//! API error type and [`axum::response::IntoResponse`] implementation.

use axum::{
  Json,
  http::StatusCode,
  response::{IntoResponse, Response},
};
use serde_json::json;
use thiserror::Error;

/// An error returned by an API handler.
#[derive(Debug, Error)]
pub enum ApiError {
  #[error("not found: {0}")]
  NotFound(String),

  #[error("authentication required")]
  Unauthorized,

  #[error("forbidden: {0}")]
  Forbidden(String),

  #[error("invalid input: {0}")]
  Validation(String),

  #[error("bad request: {0}")]
  BadRequest(String),

  #[error("store error: {0}")]
  Store(#[source] Box<dyn std::error::Error + Send + Sync>),
}

impl ApiError {
  pub fn store<E>(e: E) -> Self
  where
    E: std::error::Error + Send + Sync + 'static,
  {
    ApiError::Store(Box::new(e))
  }

  pub fn status(&self) -> StatusCode {
    match self {
      ApiError::NotFound(_) => StatusCode::NOT_FOUND,
      ApiError::Unauthorized => StatusCode::UNAUTHORIZED,
      ApiError::Forbidden(_) => StatusCode::FORBIDDEN,
      ApiError::Validation(_) => StatusCode::UNPROCESSABLE_ENTITY,
      ApiError::BadRequest(_) => StatusCode::BAD_REQUEST,
      ApiError::Store(_) => StatusCode::INTERNAL_SERVER_ERROR,
    }
  }
}

impl IntoResponse for ApiError {
  fn into_response(self) -> Response {
    let status = self.status();
    if let ApiError::Store(e) = &self {
      tracing::error!(error = %e, "store failure");
    }
    let message = match &self {
      ApiError::NotFound(m)
      | ApiError::Forbidden(m)
      | ApiError::Validation(m)
      | ApiError::BadRequest(m) => m.clone(),
      ApiError::Unauthorized => self.to_string(),
      ApiError::Store(e) => e.to_string(),
    };
    (status, Json(json!({ "error": message }))).into_response()
  }
}

#[cfg(test)]
mod tests {
  use super::*;

  #[test]
  fn statuses() {
    assert_eq!(ApiError::NotFound("x".into()).status(), StatusCode::NOT_FOUND);
    assert_eq!(ApiError::Unauthorized.status(), StatusCode::UNAUTHORIZED);
    assert_eq!(ApiError::Forbidden("x".into()).status(), StatusCode::FORBIDDEN);
    assert_eq!(ApiError::Validation("x".into()).status(), StatusCode::UNPROCESSABLE_ENTITY);
    assert_eq!(ApiError::BadRequest("x".into()).status(), StatusCode::BAD_REQUEST);
    let io = std::io::Error::other("disk");
    assert_eq!(ApiError::store(io).status(), StatusCode::INTERNAL_SERVER_ERROR);
  }
}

·····

Every record above is to be restated exactly as it reads.

//! API error type and [`axum::response::IntoResponse`] implementation.

use axum::{
  Json,
  http::StatusCode,
  response::{IntoResponse, Response},
};
use serde_json::json;
use thiserror::Error;

/// An error returned by an API handler.
#[derive(Debug, Error)]
pub enum ApiError {
  #[error("not found: {0}")]
  NotFound(String),

  #[error("authentication required")]
  Unauthorized,

  #[error("forbidden: {0}")]
  Forbidden(String),

  #[error("invalid input: {0}")]
  Validation(String),

  #[error("bad request: {0}")]
  BadRequest(String),

  #[error("store error: {0}")]
  Store(#[source] Box<dyn std::error::Error + Send + Sync>),
}

impl ApiError {
  pub fn store<E>(e: E) -> Self
  where
    E: std::error::Error + Send + Sync + 'static,
  {
    ApiError::Store(Box::new(e))
  }

  pub fn status(&self) -> StatusCode {
    match self {
      ApiError::NotFound(_) => StatusCode::NOT_FOUND,
      ApiError::Unauthorized => StatusCode::UNAUTHORIZED,
      ApiError::Forbidden(_) => StatusCode::FORBIDDEN,
      ApiError::Validation(_) => StatusCode::UNPROCESSABLE_ENTITY,
      ApiError::BadRequest(_) => StatusCode::BAD_REQUEST,
      ApiError::Store(_) => StatusCode::INTERNAL_SERVER_ERROR,
    }
  }
}

impl IntoResponse for ApiError {
  fn into_response(self) -> Response {
    let status = self.status();
    if let ApiError::Store(e) = &self {
      tracing::error!(error = %e, "store failure");
    }
    let message = match &self {
      ApiError::NotFound(m)
      | ApiError::Forbidden(m)
      | ApiError::Validation(m)
      | ApiError::BadRequest(m) => m.clone(),
      ApiError::Unauthorized => self.to_string(),
      ApiError::Store(e) => e.to_string(),
    };
    (status, Json(json!({ "error": message }))).into_response()
  }
}

#[cfg(test)]
mod tests {
  use super::*;

  #[test]
  fn statuses() {
    assert_eq!(ApiError::NotFound("x".into()).status(), StatusCode::NOT_FOUND);
    assert_eq!(ApiError::Unauthorized.status(), StatusCode::UNAUTHORIZED);
    assert_eq!(ApiError::Forbidden("x".into()).status(), StatusCode::FORBIDDEN);
    assert_eq!(ApiError::Validation("x".into()).status(), StatusCode::UNPROCESSABLE_ENTITY);
    assert_eq!(ApiError::BadRequest("x".into()).status(), StatusCode::BAD_REQUEST);
    let io = std::io::Error::other("disk");
    assert_eq!(ApiError::store(io).status(), StatusCode::INTERNAL_SERVER_ERROR);
  }
}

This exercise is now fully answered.